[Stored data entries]
====

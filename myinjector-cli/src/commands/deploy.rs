//! `myinjector deploy` and `myinjector cleanup`.

use anyhow::{bail, Result};
use clap::Args;
use colored::Colorize;

use myinjector_sync::Reconciliation;

use super::{package, print_cleanup, print_deployment, print_json, print_reconciliation, Env};

#[derive(Args, Debug)]
pub struct DeployArgs {
    /// Package to deploy.
    pub package: Option<String>,

    /// Deploy every enabled package.
    #[arg(long, conflicts_with = "package")]
    pub all: bool,

    /// Emit the reports as JSON.
    #[arg(long)]
    pub json: bool,
}

impl DeployArgs {
    pub fn run(self, env: &Env) -> Result<()> {
        let engine = env.engine();
        match (self.package, self.all) {
            (Some(raw), false) => {
                let report = engine.deploy_for_app(&package(&raw)?)?;
                if self.json {
                    return print_json(&report);
                }
                print_deployment(&report);
                let failed = report.failed().len();
                if failed > 0 {
                    bail!("{failed} of {} payloads failed", report.files.len());
                }
            }
            (None, true) => {
                let results = engine.deploy_all_enabled();
                if self.json {
                    return print_json(&results);
                }
                if results.is_empty() {
                    println!("No enabled applications.");
                }
                for result in &results {
                    print_reconciliation(result);
                }
                let incomplete = results
                    .iter()
                    .filter(|r| match r {
                        Reconciliation::Deployed(report) => !report.is_complete(),
                        _ => false,
                    })
                    .count();
                if incomplete > 0 {
                    println!("{} {incomplete} packages incomplete", "warning:".yellow().bold());
                }
            }
            _ => bail!("give a package or --all"),
        }
        Ok(())
    }
}

#[derive(Args, Debug)]
pub struct CleanupArgs {
    /// Package whose deployed payloads are removed.
    pub package: String,

    #[arg(long)]
    pub json: bool,
}

impl CleanupArgs {
    pub fn run(self, env: &Env) -> Result<()> {
        let report = env.engine().cleanup_app(&package(&self.package)?)?;
        if self.json {
            return print_json(&report);
        }
        print_cleanup(&report);
        Ok(())
    }
}
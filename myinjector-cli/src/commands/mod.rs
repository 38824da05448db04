//! Subcommands and the helpers they share.

pub mod app;
pub mod apply;
pub mod daemon;
pub mod deploy;
pub mod diff;
pub mod gadget;
pub mod payload;
pub mod settings;
pub mod status;

use std::path::{Path, PathBuf};

use anyhow::{Context, Result};
use colored::Colorize;

use myinjector_core::{EngineSettings, PackageName};
use myinjector_sync::{
    CleanupReport, DeploymentReport, Engine, MutationOutcome, Reconciliation, StepOutcome,
};

/// Resolved settings plus where they came from.
#[derive(Debug)]
pub struct Env {
    pub settings: EngineSettings,
    pub settings_path: Option<PathBuf>,
}

impl Env {
    /// `--settings` / `MYINJECTOR_SETTINGS`, else the per-user config
    /// directory, else defaults.
    pub fn load(explicit: Option<&Path>) -> Result<Self> {
        let path = explicit.map(Path::to_path_buf).or_else(default_settings_path);
        let settings = match &path {
            Some(path) => EngineSettings::load_at(path)
                .with_context(|| format!("failed to load settings from {}", path.display()))?,
            None => EngineSettings::default(),
        };
        Ok(Self {
            settings,
            settings_path: path.filter(|p| p.exists()),
        })
    }

    pub fn engine(&self) -> Engine {
        Engine::from_settings(self.settings.clone())
    }
}

fn default_settings_path() -> Option<PathBuf> {
    dirs::config_dir().map(|dir| dir.join("myinjector").join("settings.yaml"))
}

pub fn package(raw: &str) -> Result<PackageName> {
    PackageName::parse(raw).with_context(|| format!("'{raw}' is not a package name"))
}

pub fn parse_bool(raw: &str) -> Result<bool, String> {
    match raw.to_ascii_lowercase().as_str() {
        "true" | "on" | "yes" | "1" => Ok(true),
        "false" | "off" | "no" | "0" => Ok(false),
        other => Err(format!("expected true or false, got '{other}'")),
    }
}

// ---------------------------------------------------------------------------
// Output
// ---------------------------------------------------------------------------

pub fn warn_unsaved(persist_error: Option<&str>) {
    if let Some(err) = persist_error {
        eprintln!(
            "{} change kept in memory only: {err}",
            "warning:".yellow().bold()
        );
    }
}

pub fn print_mutation(outcome: &MutationOutcome) {
    if !outcome.changed {
        println!("nothing to change");
    }
    warn_unsaved(outcome.persist_error.as_deref());
    for reconciliation in &outcome.reconciliations {
        print_reconciliation(reconciliation);
    }
}

pub fn print_reconciliation(reconciliation: &Reconciliation) {
    match reconciliation {
        Reconciliation::Deployed(report) => print_deployment(report),
        Reconciliation::Cleaned(report) => print_cleanup(report),
        Reconciliation::Skipped { package, reason } => {
            println!("{} {package}: {reason}", "-".bright_black());
        }
    }
}

pub fn print_deployment(report: &DeploymentReport) {
    println!(
        "{} {} ({} of {} payloads)",
        "deployed".green().bold(),
        report.package,
        report.deployed_names().len(),
        report.files.len(),
    );
    for file in report.files.iter().chain(report.gadget.iter()) {
        let detail = [
            ("copy", &file.copy),
            ("chmod", &file.chmod),
            ("chown", &file.chown),
            ("label", &file.label),
        ]
        .iter()
        .filter(|(_, outcome)| !matches!(outcome, StepOutcome::Ok))
        .map(|(step, outcome)| format!("{step} {}", outcome_text(outcome)))
        .collect::<Vec<_>>()
        .join(", ");
        println!("  {} {}  {}", step_marker(&file.copy), file.name, detail.bright_black());
    }
}

pub fn print_cleanup(report: &CleanupReport) {
    println!(
        "{} {} ({} files removed)",
        "cleaned".cyan().bold(),
        report.package,
        report.removed_names().len()
    );
    for removal in report.files.iter().chain(report.gadget.iter()) {
        println!(
            "  {} {}  {}",
            step_marker(&removal.outcome),
            removal.name,
            outcome_text(&removal.outcome).bright_black()
        );
    }
}

pub fn step_marker(outcome: &StepOutcome) -> String {
    match outcome {
        StepOutcome::Ok => "✓".green().to_string(),
        StepOutcome::Recovered { .. } => "✓".yellow().to_string(),
        StepOutcome::Failed { .. } => "✗".red().to_string(),
        StepOutcome::Skipped { .. } => "-".bright_black().to_string(),
    }
}

pub fn outcome_text(outcome: &StepOutcome) -> String {
    match outcome {
        StepOutcome::Ok => "ok".to_string(),
        StepOutcome::Recovered { strategy, .. } => format!("ok via {strategy}"),
        StepOutcome::Failed { reason } => format!("failed: {reason}"),
        StepOutcome::Skipped { reason } => format!("skipped: {reason}"),
    }
}

pub fn print_json<T: serde::Serialize>(value: &T) -> Result<()> {
    println!(
        "{}",
        serde_json::to_string_pretty(value).context("failed to serialize JSON")?
    );
    Ok(())
}

#[cfg(test)]
mod tests {
    use super::*;

    #[test]
    fn bool_words() {
        assert_eq!(parse_bool("On"), Ok(true));
        assert_eq!(parse_bool("0"), Ok(false));
        assert!(parse_bool("maybe").is_err());
    }

    #[test]
    fn explicit_missing_settings_file_means_defaults() {
        let tmp = tempfile::TempDir::new().unwrap();
        let env = Env::load(Some(&tmp.path().join("none.yaml"))).unwrap();
        assert_eq!(env.settings, EngineSettings::default());
        assert!(env.settings_path.is_none());
    }
}
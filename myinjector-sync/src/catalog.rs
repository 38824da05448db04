//! Payload Catalog Manager.
//!
//! The catalog is the de-duplicated list of payload libraries stored flat in
//! `<module_dir>/so_files/`. Each file keeps its original base name, so a
//! second import under an existing name is refused rather than renamed.
//!
//! Catalog mutations never cascade into per-app selections: an app may keep
//! a reference to a removed payload, which deploy reports as a missing
//! source for that one file.
//!
//! Mutators return [`Persisted`]: a failed save does not undo the in-memory
//! change, it is reported next to the result.

use std::path::{Path, PathBuf};

use serde::Serialize;

use myinjector_core::channel::file_exists;
use myinjector_core::error::StoreError;
use myinjector_core::store::ConfigStore;
use myinjector_core::types::{AppConfig, GadgetConfig, PackageName, PayloadFile, StoredPath};

use crate::error::SyncError;
use crate::reconciler::is_plain_file_name;
use crate::steps::{self, StepOutcome};

/// A mutation result plus the outcome of persisting it.
#[derive(Debug, Clone, PartialEq, Eq, Serialize)]
pub struct Persisted<T> {
    pub value: T,
    pub persist_error: Option<String>,
}

impl<T> Persisted<T> {
    pub(crate) fn new(value: T, saved: Result<(), StoreError>) -> Self {
        let persist_error = saved.err().map(|e| {
            tracing::error!("config not persisted: {e}");
            e.to_string()
        });
        Self {
            value,
            persist_error,
        }
    }

    /// Nothing changed, nothing written.
    pub(crate) fn unchanged(value: T) -> Self {
        Self {
            value,
            persist_error: None,
        }
    }
}

/// Result of [`remove_global_payload`].
#[derive(Debug, Clone, PartialEq, Eq, Serialize)]
pub struct RemovedPayload {
    pub file: PayloadFile,
    pub delete: StepOutcome,
}

/// Copy `source` into payload storage and record it.
///
/// A source that already is the stored file is registered without copying
/// and is never deleted. Any failing step aborts before the catalog is
/// touched.
pub fn add_global_payload(
    store: &mut ConfigStore,
    source: &Path,
    delete_source: bool,
) -> Result<Persisted<PayloadFile>, SyncError> {
    let name = source
        .file_name()
        .map(|n| n.to_string_lossy().into_owned())
        .filter(|n| is_plain_file_name(n))
        .ok_or_else(|| SyncError::InvalidSource {
            path: source.to_path_buf(),
            reason: "no file name".into(),
        })?;

    if store.document().global_payload_named(&name).is_some() {
        tracing::warn!("payload with the same name already exists: {name}");
        return Err(SyncError::DuplicatePayload { name });
    }

    let channel = store.channel().clone();
    if !channel.is_privileged() {
        tracing::error!("no root access available");
        return Err(SyncError::NotPrivileged);
    }
    if !file_exists(channel.as_ref(), source) {
        return Err(SyncError::InvalidSource {
            path: source.to_path_buf(),
            reason: "not found".into(),
        });
    }
    store.ensure_module_directories()?;

    let su = store.settings().su_binary.clone();
    let stored = store.settings().stored_path_for(&name);
    let in_place = same_file(source, &stored);
    if in_place {
        tracing::info!("{} already sits in payload storage, registering it", source.display());
    } else {
        let copy = steps::copy_file(channel.as_ref(), source, &stored);
        if !copy.succeeded() {
            return Err(step_error("copy", &copy));
        }
    }
    let chmod = steps::chmod("755", &stored).run(channel.as_ref());
    if chmod.is_failed() {
        if !in_place {
            let _ = steps::delete_file(channel.as_ref(), &su, &stored);
        }
        return Err(step_error("chmod", &chmod));
    }

    let delete = delete_source && !in_place;
    if delete && !steps::delete_file(channel.as_ref(), &su, source).succeeded() {
        tracing::warn!("could not delete import source {}", source.display());
    }

    let file = PayloadFile {
        name,
        stored_path: StoredPath(stored.to_string_lossy().into_owned()),
        original_path: source.to_string_lossy().into_owned(),
    };
    let ((), saved) = store.update(|doc| doc.global_payloads.push(file.clone()));
    tracing::info!("added payload {} to catalog", file.name);
    Ok(Persisted::new(file, saved))
}

/// Whether both paths name one file. Paths this process cannot resolve are
/// compared as given.
fn same_file(a: &Path, b: &Path) -> bool {
    let resolve = |p: &Path| std::fs::canonicalize(p).unwrap_or_else(|_| p.to_path_buf());
    resolve(a) == resolve(b)
}

/// Remove the catalog entry matching `key` and delete its backing file.
pub fn remove_global_payload(
    store: &mut ConfigStore,
    key: &StoredPath,
) -> Result<Persisted<RemovedPayload>, SyncError> {
    let file = store
        .document()
        .global_payloads
        .iter()
        .find(|p| p.key() == key)
        .cloned()
        .ok_or_else(|| SyncError::PayloadNotFound { name: key.0.clone() })?;

    let ((), saved) = store.update(|doc| doc.global_payloads.retain(|p| p.key() != key));

    let channel = store.channel().clone();
    let path = PathBuf::from(&file.stored_path.0);
    let delete = if file_exists(channel.as_ref(), &path) {
        steps::delete_file(channel.as_ref(), &store.settings().su_binary, &path)
    } else {
        StepOutcome::skipped("not present")
    };
    tracing::info!("removed payload {} from catalog", file.name);
    Ok(Persisted::new(RemovedPayload { file, delete }, saved))
}

/// Snapshot of the catalog.
pub fn all_payloads(store: &ConfigStore) -> Vec<PayloadFile> {
    store.document().global_payloads.clone()
}

/// Snapshot of one app's selection.
pub fn app_payloads(store: &ConfigStore, package: &PackageName) -> Vec<PayloadFile> {
    store.app(package).payloads
}

pub fn find_by_name(store: &ConfigStore, name: &str) -> Option<PayloadFile> {
    store.document().global_payload_named(name).cloned()
}

/// Select `file` for `package`. `value` is `false` if it was already
/// selected, in which case nothing is written.
pub fn add_payload_to_app(
    store: &mut ConfigStore,
    package: &PackageName,
    file: PayloadFile,
) -> Persisted<bool> {
    if store.app(package).has_payload(file.key()) {
        return Persisted::unchanged(false);
    }
    let (added, saved) = store.update(|doc| doc.app_entry(package).add_payload(file));
    Persisted::new(added, saved)
}

/// Deselect the entry with `key`; `value` is the removed entry, if any.
pub fn remove_payload_from_app(
    store: &mut ConfigStore,
    package: &PackageName,
    key: &StoredPath,
) -> Persisted<Option<PayloadFile>> {
    let Some(existing) = store.app(package).payloads.into_iter().find(|p| p.key() == key) else {
        return Persisted::unchanged(None);
    };
    let (_, saved) = store.update(|doc| doc.app_entry(package).remove_payload(key));
    Persisted::new(Some(existing), saved)
}

/// Swap the package's own gadget config.
///
/// Selected entries named after the previous gadget are dropped first; the
/// new gadget's library is then selected when it exists in payload storage.
/// Assigning a config opts the package out of the global gadget, clearing it
/// opts back in. `value` lists the dropped entries.
pub fn set_app_gadget(
    store: &mut ConfigStore,
    package: &PackageName,
    gadget: Option<GadgetConfig>,
) -> Persisted<Vec<PayloadFile>> {
    let old_name = store.app_gadget(package).map(|g| g.gadget_name);
    let gadget_file = gadget
        .as_ref()
        .and_then(|g| gadget_payload(store, &g.gadget_name));

    let (dropped, saved) = store.update(|doc| {
        let app = doc.app_entry(package);
        let dropped: Vec<PayloadFile> = match &old_name {
            Some(name) => {
                let dropped = app.payloads.iter().filter(|p| &p.name == name).cloned().collect();
                app.remove_payloads_named(name);
                dropped
            }
            None => Vec::new(),
        };
        app.use_global_gadget = gadget.is_none();
        app.gadget_config = gadget;
        if let Some(file) = gadget_file {
            select_unless_named(app, file);
        }
        dropped
    });
    Persisted::new(dropped, saved)
}

/// Select the gadget library for `package` without changing its config.
pub fn ensure_gadget_payload(
    store: &mut ConfigStore,
    package: &PackageName,
    gadget: &GadgetConfig,
) -> Persisted<bool> {
    let Some(file) = gadget_payload(store, &gadget.gadget_name) else {
        return Persisted::unchanged(false);
    };
    if store.app(package).payloads.iter().any(|p| p.name == file.name) {
        return Persisted::unchanged(false);
    }
    let ((), saved) = store.update(|doc| select_unless_named(doc.app_entry(package), file));
    Persisted::new(true, saved)
}

/// `so_files/<gadget name>` when present in storage.
fn gadget_payload(store: &ConfigStore, gadget_name: &str) -> Option<PayloadFile> {
    if !is_plain_file_name(gadget_name) {
        return None;
    }
    let path = store.settings().stored_path_for(gadget_name);
    if !file_exists(store.channel().as_ref(), &path) {
        tracing::warn!(
            "gadget library not found in storage: {}; import {} first",
            path.display(),
            gadget_name
        );
        return None;
    }
    let stored = path.to_string_lossy().into_owned();
    Some(PayloadFile {
        name: gadget_name.to_string(),
        stored_path: StoredPath(stored.clone()),
        original_path: stored,
    })
}

fn select_unless_named(app: &mut AppConfig, file: PayloadFile) {
    if app.payloads.iter().any(|p| p.name == file.name) {
        return;
    }
    tracing::info!("selected gadget library {}", file.name);
    app.payloads.push(file);
}

fn step_error(step: &'static str, outcome: &StepOutcome) -> SyncError {
    SyncError::Step {
        step,
        reason: outcome.reason().unwrap_or("unknown").to_string(),
    }
}
use std::path::PathBuf;

use myinjector_core::EngineSettings;

pub const DAEMON_SOCKET: &str = "myinjector.sock";
pub const DAEMON_STDOUT_LOG: &str = "daemon.log";
pub const DAEMON_STDERR_LOG: &str = "daemon-err.log";

pub fn socket_path(settings: &EngineSettings) -> PathBuf {
    settings.run_dir().join(DAEMON_SOCKET)
}

pub fn stdout_log_path(settings: &EngineSettings) -> PathBuf {
    settings.log_dir().join(DAEMON_STDOUT_LOG)
}

pub fn stderr_log_path(settings: &EngineSettings) -> PathBuf {
    settings.log_dir().join(DAEMON_STDERR_LOG)
}
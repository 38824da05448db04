//! Error types for myinjector-core.

use std::path::PathBuf;

use thiserror::Error;

/// Errors from settings loading and input validation.
#[derive(Debug, Error)]
pub enum CoreError {
    /// Underlying I/O failure, annotated with the path involved.
    #[error("I/O error at {path}: {source}")]
    Io {
        path: PathBuf,
        #[source]
        source: std::io::Error,
    },

    /// Settings YAML failed to parse; carries the file path and serde_yaml context.
    #[error("failed to parse settings at {path}: {source}")]
    Settings {
        path: PathBuf,
        #[source]
        source: serde_yaml::Error,
    },

    /// A package identifier that cannot name an application sandbox.
    #[error("invalid package name '{name}': {reason}")]
    InvalidPackage { name: String, reason: &'static str },

    /// A settings value outside its accepted range.
    #[error("invalid setting {field}: {reason}")]
    InvalidSetting { field: &'static str, reason: String },
}

/// Errors from the configuration store.
#[derive(Debug, Error)]
pub enum StoreError {
    /// Local staging I/O failed before the privileged copy could run.
    #[error("I/O error at {path}: {source}")]
    Io {
        path: PathBuf,
        #[source]
        source: std::io::Error,
    },

    /// JSON serialization of the document failed.
    #[error("JSON serialization error: {0}")]
    Json(#[from] serde_json::Error),

    /// The privileged copy into the module directory failed. The in-memory
    /// document is kept; the next successful save reconciles it.
    #[error("failed to persist config to {path}: {reason}")]
    Persist { path: PathBuf, reason: String },

    /// No root shell is available.
    #[error("privileged command channel unavailable")]
    NotPrivileged,

    /// A privileged command failed.
    #[error("command `{command}` failed: {reason}")]
    Command { command: String, reason: String },
}

pub(crate) fn io_err(path: impl Into<PathBuf>, source: std::io::Error) -> CoreError {
    CoreError::Io {
        path: path.into(),
        source,
    }
}

pub(crate) fn store_io_err(path: impl Into<PathBuf>, source: std::io::Error) -> StoreError {
    StoreError::Io {
        path: path.into(),
        source,
    }
}
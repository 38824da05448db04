//! Gadget config rendering and preview parsing.
//!
//! # Output shapes
//!
//! | Mode   | Document                                                                                   |
//! |--------|--------------------------------------------------------------------------------------------|
//! | server | `{"interaction":{"type":"listen","address":…,"port":…,"on_port_conflict":…,"on_load":…}}`  |
//! | script | `{"interaction":{"type":"script","path":…}}`                                               |
//!
//! Key order is part of the format: the structs below serialize their fields
//! in declaration order and the tag is always emitted first.

use serde::Serialize;
use serde_json::Value;

use myinjector_core::types::{GadgetConfig, GadgetMode, OnLoad, PortConflict};

use crate::error::GadgetError;

#[derive(Serialize)]
struct Document<'a> {
    interaction: Interaction<'a>,
}

#[derive(Serialize)]
#[serde(tag = "type", rename_all = "lowercase")]
enum Interaction<'a> {
    Listen {
        address: &'a str,
        port: u16,
        on_port_conflict: &'static str,
        on_load: &'static str,
    },
    Script {
        path: &'a str,
    },
}

impl<'a> From<&'a GadgetConfig> for Document<'a> {
    fn from(cfg: &'a GadgetConfig) -> Self {
        let interaction = match cfg.mode {
            GadgetMode::Server => Interaction::Listen {
                address: &cfg.address,
                port: cfg.port,
                on_port_conflict: cfg.on_port_conflict.as_str(),
                on_load: cfg.on_load.as_str(),
            },
            GadgetMode::Script => Interaction::Script {
                path: &cfg.script_path,
            },
        };
        Document { interaction }
    }
}

/// Compact rendering, the exact bytes deployed next to the gadget.
pub fn render(cfg: &GadgetConfig) -> Result<String, GadgetError> {
    Ok(serde_json::to_string(&Document::from(cfg))?)
}

/// Indented rendering for display.
pub fn render_pretty(cfg: &GadgetConfig) -> Result<String, GadgetError> {
    Ok(serde_json::to_string_pretty(&Document::from(cfg))?)
}

/// Read an edited preview document back into a config.
///
/// Fields the document does not mention keep their value from `base`
/// (notably `gadget_name`, which the document never carries). Unknown
/// `on_port_conflict`/`on_load` values read as `fail`/`wait`.
pub fn parse_preview(text: &str, base: &GadgetConfig) -> Result<GadgetConfig, GadgetError> {
    let root: Value = serde_json::from_str(text)?;
    let interaction = root
        .get("interaction")
        .and_then(Value::as_object)
        .ok_or_else(|| GadgetError::InvalidDocument("missing \"interaction\" object".into()))?;
    let kind = interaction
        .get("type")
        .and_then(Value::as_str)
        .ok_or_else(|| GadgetError::InvalidDocument("missing \"interaction.type\"".into()))?;

    let mut cfg = base.clone();
    if kind == "script" {
        cfg.mode = GadgetMode::Script;
        if let Some(path) = interaction.get("path").and_then(Value::as_str) {
            cfg.script_path = path.to_string();
        }
        return Ok(cfg);
    }

    cfg.mode = GadgetMode::Server;
    let field = |name: &str| {
        interaction
            .get(name)
            .ok_or_else(|| GadgetError::InvalidDocument(format!("missing \"interaction.{name}\"")))
    };
    cfg.address = field("address")?
        .as_str()
        .ok_or_else(|| GadgetError::InvalidDocument("address must be a string".into()))?
        .to_string();
    cfg.port = field("port")?
        .as_u64()
        .and_then(|p| u16::try_from(p).ok())
        .filter(|p| *p != 0)
        .ok_or_else(|| GadgetError::InvalidDocument("port must be in 1..=65535".into()))?;
    cfg.on_port_conflict = match field("on_port_conflict")?.as_str() {
        Some("pick-next") => PortConflict::PickNext,
        _ => PortConflict::Fail,
    };
    cfg.on_load = match field("on_load")?.as_str() {
        Some("resume") => OnLoad::Resume,
        _ => OnLoad::Wait,
    };
    Ok(cfg)
}
//! Full daemon over a real Unix socket in a temp tree.

use std::fs;
use std::process::Command;
use std::sync::Arc;
use std::time::Duration;

use myinjector_core::{EngineSettings, PackageName, RootShell};
use myinjector_daemon::paths::socket_path;
use myinjector_daemon::{
    request_apply, request_deploy, request_status, request_stop, run_with_engine, DaemonError,
};
use myinjector_sync::{ApplyRequest, Engine};
use tempfile::TempDir;
use tokio::task::{spawn_blocking, JoinHandle};

const PKG: &str = "com.example.target";

fn current_uid() -> u32 {
    let out = Command::new("id").arg("-u").output().unwrap();
    String::from_utf8(out.stdout).unwrap().trim().parse().unwrap()
}

fn settings(tmp: &TempDir, trusted: Vec<u32>) -> EngineSettings {
    EngineSettings {
        trusted_uids: trusted,
        ..EngineSettings::rooted_at(tmp.path())
    }
}

async fn start(settings: EngineSettings) -> JoinHandle<Result<(), DaemonError>> {
    let shell = RootShell::direct(Duration::from_secs(10)).assume_privileged();
    let engine = Arc::new(Engine::open(settings.clone(), Arc::new(shell)));
    let handle = tokio::spawn(run_with_engine(engine));

    let socket = socket_path(&settings);
    for _ in 0..100 {
        if socket.exists() {
            break;
        }
        tokio::time::sleep(Duration::from_millis(20)).await;
    }
    assert!(socket.exists(), "daemon socket never appeared");
    handle
}

/// One enabled package with a payload, written straight into the tree.
fn seed(settings: &EngineSettings) {
    let shell = RootShell::direct(Duration::from_secs(10)).assume_privileged();
    let engine = Engine::open(settings.clone(), Arc::new(shell));
    engine.ensure_module_directories().unwrap();
    fs::create_dir_all(settings.package_data_dir(&PackageName::from(PKG))).unwrap();
    let source = settings.module_dir.join("a.so");
    fs::write(&source, "ELF").unwrap();
    engine.add_global_payload(&source, true).unwrap();
    engine.add_payload_to_app(&PackageName::from(PKG), "a.so").unwrap();
    engine.set_app_enabled(&PackageName::from(PKG), true).unwrap();
    fs::remove_dir_all(settings.files_dir(&PackageName::from(PKG))).unwrap();
}

#[tokio::test(flavor = "multi_thread", worker_threads = 2)]
async fn trusted_client_drives_the_engine() {
    let tmp = TempDir::new().unwrap();
    let settings = settings(&tmp, vec![current_uid()]);
    seed(&settings);
    let daemon = start(settings.clone()).await;

    let s = settings.clone();
    let status = spawn_blocking(move || request_status(&s)).await.unwrap().unwrap();
    assert_eq!(status["running"], serde_json::json!(true));
    assert_eq!(status["packages"].as_array().unwrap().len(), 1);

    let s = settings.clone();
    let deployed = spawn_blocking(move || request_deploy(&s, Some(PKG.to_string())))
        .await
        .unwrap()
        .unwrap();
    assert_eq!(deployed["job"], serde_json::json!(format!("deploy {PKG}")));
    assert!(settings.files_dir(&PackageName::from(PKG)).join("a.so").is_file());

    let staged = tmp.path().join("libgadget.config.so");
    fs::write(&staged, "{}").unwrap();
    let s = settings.clone();
    let request = ApplyRequest {
        package: PKG.into(),
        gadget_config_path: Some(staged.clone()),
        deploy_only: true,
        ..ApplyRequest::default()
    };
    let applied = spawn_blocking(move || request_apply(&s, request))
        .await
        .unwrap()
        .unwrap();
    assert!(applied["report"]["deployment"].is_null());
    assert!(!staged.exists());
    assert!(settings
        .files_dir(&PackageName::from(PKG))
        .join("libgadget.config.so")
        .is_file());

    let s = settings.clone();
    let bad = spawn_blocking(move || request_deploy(&s, Some("../etc".into())))
        .await
        .unwrap();
    assert!(matches!(bad, Err(DaemonError::Protocol(_))));

    let s = settings.clone();
    spawn_blocking(move || request_stop(&s)).await.unwrap().unwrap();
    tokio::time::timeout(Duration::from_secs(10), daemon)
        .await
        .expect("daemon did not stop")
        .unwrap()
        .unwrap();
    assert!(!socket_path(&settings).exists());
}

#[tokio::test(flavor = "multi_thread", worker_threads = 2)]
async fn untrusted_peer_gets_no_response() {
    let tmp = TempDir::new().unwrap();
    let settings = settings(&tmp, vec![current_uid().wrapping_add(1)]);
    let daemon = start(settings.clone()).await;

    let s = settings.clone();
    let err = spawn_blocking(move || request_status(&s))
        .await
        .unwrap()
        .unwrap_err();
    // Depending on timing the close shows up on write or on read.
    assert!(matches!(
        err,
        DaemonError::Protocol(_) | DaemonError::Io { .. }
    ));

    daemon.abort();
}
//! Error types for myinjector-gadget.

use std::path::PathBuf;

use thiserror::Error;

/// All errors that can arise from rendering or deploying a gadget config.
#[derive(Debug, Error)]
pub enum GadgetError {
    /// JSON encoding of the gadget document failed.
    #[error("gadget config serialization error: {0}")]
    Serialization(#[from] serde_json::Error),

    /// A preview document that does not have the `interaction` shape.
    #[error("invalid gadget config document: {0}")]
    InvalidDocument(String),

    /// A gadget name that is not a single file name.
    #[error("unsafe gadget name {0:?}")]
    InvalidName(String),

    /// Local staging failed.
    #[error("gadget config io error at {path}: {source}")]
    Io {
        path: PathBuf,
        source: std::io::Error,
    },

    /// A privileged step of the deployment failed.
    #[error("`{command}` failed: {reason}")]
    Command { command: String, reason: String },
}

pub(crate) fn io_err(path: impl Into<PathBuf>, source: std::io::Error) -> GadgetError {
    GadgetError::Io {
        path: path.into(),
        source,
    }
}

====

### TO DO
Keeping every character as it is, restate the lines above that run from the line with "changing its config." through the line with "present in storage.", both included, and nothing else.

### RESPONSE AREA
/// Select the gadget library for `package` without changing its config.
pub fn ensure_gadget_payload(
    store: &mut ConfigStore,
    package: &PackageName,
    gadget: &GadgetConfig,
) -> Persisted<bool> {
    let Some(file) = gadget_payload(store, &gadget.gadget_name) else {
        return Persisted::unchanged(false);
    };
    if store.app(package).payloads.iter().any(|p| p.name == file.name) {
        return Persisted::unchanged(false);
    }
    let ((), saved) = store.update(|doc| select_unless_named(doc.app_entry(package), file));
    Persisted::new(true, saved)
}

/// `so_files/<gadget name>` when present in storage.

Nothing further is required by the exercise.